HAIR SYSTEMS, INC., APPELLANT,
v.
BOARD OF REVIEW, DEPARTMENT OF LABOR, AND DANIEL FOX, RESPONDENTS.



On appeal from the Board of Review, Department of Labor, Docket No. 219,235.

Per curiam.

NOT FOR PUBLICATION WITHOUT THE APPROVAL OF THE APPELLATE DIVISION

Submitted April 13, 2011

Before Judges Sapp-Peterson and Simonelli.

Appellant, Hair Systems, Inc. (Hair Systems), appeals from the November 16, 2009 decision by the Board of Review (Board) finding that its former employee, respondent Daniel Fox, was not disqualified from receiving unemployment benefits for the weeks ending August 2, 2008, through September 27, 2008, and that Fox was not required to refund the $3996 in benefits he received for that period. We affirm but remand for further proceedings at the request of the Board.

Fox commenced his employment with appellant in 1998 and worked continuously until he sustained a work-related injury on July 6, 2006. He sustained a partial collapse of both lungs. He received workers' compensation benefits through February 2008, at which time he was cleared to return to work with restrictions. One such restriction was that he not perform the same duties to which he had previously been assigned because he could be exposed to certain chemicals. When he contacted appellant, Fox claims the Human Resources Department advised him that he had been terminated for filing a third-party suit.

Fox filed for unemployment benefits on July 27, 2008. On October 7, the Deputy Director determined that he was disqualified for benefits because he left work voluntarily without good cause attributable to his employment, and sought a refund for benefits totaling $3996 that Fox had received for the weeks ending August 2, through September 27.
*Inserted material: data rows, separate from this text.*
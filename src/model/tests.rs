//! Tests for the model artifact.

use super::*;

fn class_model(bias: f64) -> ClassModel {
    ClassModel {
        theta_0: bias,
        theta_1: 0.5,
        theta_2: -1.25,
        theta_3: 2.0,
        means: [1.0, 2.0, 3.0],
        stds: [0.5, 1.5, 2.5],
    }
}

fn two_class_set() -> ModelSet {
    let mut set = ModelSet::new();
    set.insert("B".to_string(), class_model(0.1));
    set.insert("A".to_string(), class_model(-0.2));
    set
}

#[test]
fn test_validate_accepts_well_formed_set() {
    assert!(two_class_set().validate().is_ok());
}

#[test]
fn test_validate_rejects_empty_set() {
    assert!(matches!(
        ModelSet::new().validate().unwrap_err(),
        ClasificarError::ConfigError { .. }
    ));
}

#[test]
fn test_validate_rejects_nonpositive_std() {
    let mut set = ModelSet::new();
    let mut model = class_model(0.0);
    model.stds[1] = 0.0;
    set.insert("A".to_string(), model);
    assert!(set.validate().is_err());
}

#[test]
fn test_validate_rejects_non_finite_theta() {
    let mut set = ModelSet::new();
    let mut model = class_model(0.0);
    model.theta_2 = f64::NAN;
    set.insert("A".to_string(), model);
    assert!(set.validate().is_err());
}

#[test]
fn test_validate_rejects_duplicate_class() {
    let mut set = ModelSet::new();
    set.insert("A".to_string(), class_model(0.0));
    set.insert("A".to_string(), class_model(1.0));
    assert!(set.validate().is_err());
}

#[test]
fn test_json_shape_matches_artifact_format() {
    let set = two_class_set();
    let json = serde_json::to_string(&set).expect("serializable");
    let value: serde_json::Value = serde_json::from_str(&json).expect("valid json");

    let b = &value["B"];
    assert_eq!(b["theta_0"], 0.1);
    assert_eq!(b["means"].as_array().map(Vec::len), Some(3));
    assert_eq!(b["stds"].as_array().map(Vec::len), Some(3));
}

#[test]
fn test_round_trip_preserves_class_order() {
    let set = two_class_set();
    let json = serde_json::to_string(&set).expect("serializable");
    let loaded: ModelSet = serde_json::from_str(&json).expect("decodable");

    assert_eq!(loaded, set);
    // "B" was inserted first and must still iterate first.
    assert_eq!(loaded.classes(), vec!["B", "A"]);
}

#[test]
fn test_save_and_load() {
    let dir = tempfile::tempdir().expect("temp dir");
    let path = dir.path().join("weights.json");

    let set = two_class_set();
    set.save(&path).expect("writable path");
    let loaded = ModelSet::load(&path).expect("valid artifact");
    assert_eq!(loaded, set);
}

#[test]
fn test_load_rejects_invalid_parameters() {
    let dir = tempfile::tempdir().expect("temp dir");
    let path = dir.path().join("weights.json");

    // Structurally valid JSON with an out-of-range std.
    let json = r#"{
        "A": {
            "theta_0": 0.0, "theta_1": 0.0, "theta_2": 0.0, "theta_3": 0.0,
            "means": [0.0, 0.0, 0.0],
            "stds": [1.0, -2.0, 1.0]
        }
    }"#;
    std::fs::write(&path, json).expect("writable path");

    assert!(matches!(
        ModelSet::load(&path).unwrap_err(),
        ClasificarError::ConfigError { .. }
    ));
}

#[test]
fn test_load_rejects_missing_fields() {
    let dir = tempfile::tempdir().expect("temp dir");
    let path = dir.path().join("weights.json");
    std::fs::write(&path, r#"{"A": {"theta_0": 1.0}}"#).expect("writable path");

    assert!(matches!(
        ModelSet::load(&path).unwrap_err(),
        ClasificarError::Serialization(_)
    ));
}

#[test]
fn test_load_missing_file_is_io_error() {
    assert!(matches!(
        ModelSet::load("/nonexistent/weights.json").unwrap_err(),
        ClasificarError::Io(_)
    ));
}

#[test]
fn test_get_by_class() {
    let set = two_class_set();
    assert_eq!(set.get("A").map(|m| m.theta_0), Some(-0.2));
    assert!(set.get("C").is_none());
}
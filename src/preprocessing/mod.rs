//! Z-score standardization with frozen fit-time parameters.
//!
//! The scaler computes each feature's mean and sample standard deviation
//! once, at fit time; transformation always uses those stored parameters
//! and is never refit at inference. A zero standard deviation makes the
//! transform undefined and fails hard rather than returning an infinity.
//!
//! # Examples
//!
//! ```
//! use clasificar::preprocessing::ScalerParams;
//!
//! let params = ScalerParams::fit(&[2.0, 4.0, 6.0]);
//! assert_eq!(params.mean, 4.0);
//! let z = params.transform(4.0).expect("nonzero std");
//! assert_eq!(z, 0.0);
//! ```

use crate::error::{ClasificarError, Result};
use crate::stats;
use serde::{Deserialize, Serialize};

/// Per-feature standardization parameters, frozen at fit time.
#[derive(Debug, Clone, Copy, PartialEq, Serialize, Deserialize)]
pub struct ScalerParams {
    pub mean: f64,
    pub std: f64,
}

impl ScalerParams {
    /// Fits mean and sample standard deviation over the values.
    ///
    /// An empty slice yields NaN parameters; callers that filter rows are
    /// expected to reject an empty working set before fitting.
    #[must_use]
    pub fn fit(values: &[f64]) -> Self {
        if values.is_empty() {
            return Self {
                mean: f64::NAN,
                std: f64::NAN,
            };
        }
        let mean = stats::mean(values);
        let std = stats::sample_std(values, mean);
        Self { mean, std }
    }

    /// Applies the z-score transform (value − mean) / std.
    ///
    /// # Errors
    ///
    /// Returns `DivideByZero` if the stored std is 0.
    pub fn transform(&self, value: f64) -> Result<f64> {
        if self.std == 0.0 {
            return Err(ClasificarError::DivideByZero);
        }
        Ok((value - self.mean) / self.std)
    }
}

/// Standardizes a fixed set of feature columns with one `ScalerParams` per
/// column.
#[derive(Debug, Clone, Serialize, Deserialize)]
pub struct StandardScaler {
    params: Vec<ScalerParams>,
}

impl StandardScaler {
    /// Fits one `ScalerParams` per column.
    #[must_use]
    pub fn fit(columns: &[Vec<f64>]) -> Self {
        Self {
            params: columns.iter().map(|c| ScalerParams::fit(c)).collect(),
        }
    }

    /// Returns the fitted per-column parameters.
    #[must_use]
    pub fn params(&self) -> &[ScalerParams] {
        &self.params
    }

    /// Transforms one value of column `feature`.
    ///
    /// # Errors
    ///
    /// Returns `DivideByZero` if that column's std is 0.
    ///
    /// # Panics
    ///
    /// Panics if `feature` is out of range for the fitted columns.
    pub fn transform(&self, feature: usize, value: f64) -> Result<f64> {
        self.params[feature].transform(value)
    }
}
Fox appealed and a telephonic hearing was held on June 10, 2009, at which all parties participated. The critical issue before the Appeals Examiner was a determination whether Fox purportedly resigned or abandoned his job and when he ceased receiving workers' compensation benefits.

Fox testified that he received workers' compensation benefits through February 2008. At that time, he was cleared to return to work with restrictions. He contacted Arlene Perea (Perea), Hair Systems' Human Resources Manager, and was told at that time that he had been fired because he filed a workers' compensation suit.

Perea did not know when Fox ceased receiving workers' compensation but testified that Hair Systems sent letters to Fox on February 14, 2007, April 22, 2007, and June 22, 2007. The June 22 letter advised:

As you know, Hair Systems[,] Inc. . . . has provided you with correspondence concerning its employment policies pertaining to Family and Medical Leave, Workers['] Compensation, COBRA, 401K Pension Plan and other documentation. Under Hair Systems' Family and Medical Leave policy contained in its employee handbook, you were required to provide the company with a certification from your health care provider, continue to make co-payments for health insurance, and personally speak with Human Resources or other management supervisor[.]

According to Perea, additional correspondence was sent to Fox dated July 9, stating: "'You know we have sent you numerous letters by both regular and certified mail. The correspondence has covered your rights and obligations under the Family and Medical Leave Act consolidated under the Budget Reconciliation Act, Hair Systems Incorporated employment policies and other employment issues.'" Perea acknowledged that if Fox was still receiving workers' compensation benefits in 2007, when the letters were being sent to him, there would have been no reason for him to return to work. She was unable, however, to provide any information concerning when Fox's workers' compensation benefits ceased.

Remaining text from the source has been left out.